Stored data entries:

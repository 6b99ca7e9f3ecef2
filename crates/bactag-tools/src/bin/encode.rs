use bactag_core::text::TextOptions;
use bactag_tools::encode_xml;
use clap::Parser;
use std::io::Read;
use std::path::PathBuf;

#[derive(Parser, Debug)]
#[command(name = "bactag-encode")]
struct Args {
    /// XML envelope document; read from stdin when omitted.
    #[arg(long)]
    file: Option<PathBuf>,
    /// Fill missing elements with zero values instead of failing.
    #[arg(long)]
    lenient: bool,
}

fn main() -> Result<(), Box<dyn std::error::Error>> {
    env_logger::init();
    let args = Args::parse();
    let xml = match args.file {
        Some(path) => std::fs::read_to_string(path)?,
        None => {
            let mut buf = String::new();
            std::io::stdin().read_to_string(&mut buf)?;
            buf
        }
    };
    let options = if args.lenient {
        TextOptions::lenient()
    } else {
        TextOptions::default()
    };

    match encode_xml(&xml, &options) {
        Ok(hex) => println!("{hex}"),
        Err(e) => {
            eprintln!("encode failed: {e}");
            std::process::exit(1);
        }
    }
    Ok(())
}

Required action: Consider the string "lenient". State how many lines of the data contain it, giving the number alone.

Exercise answer: 3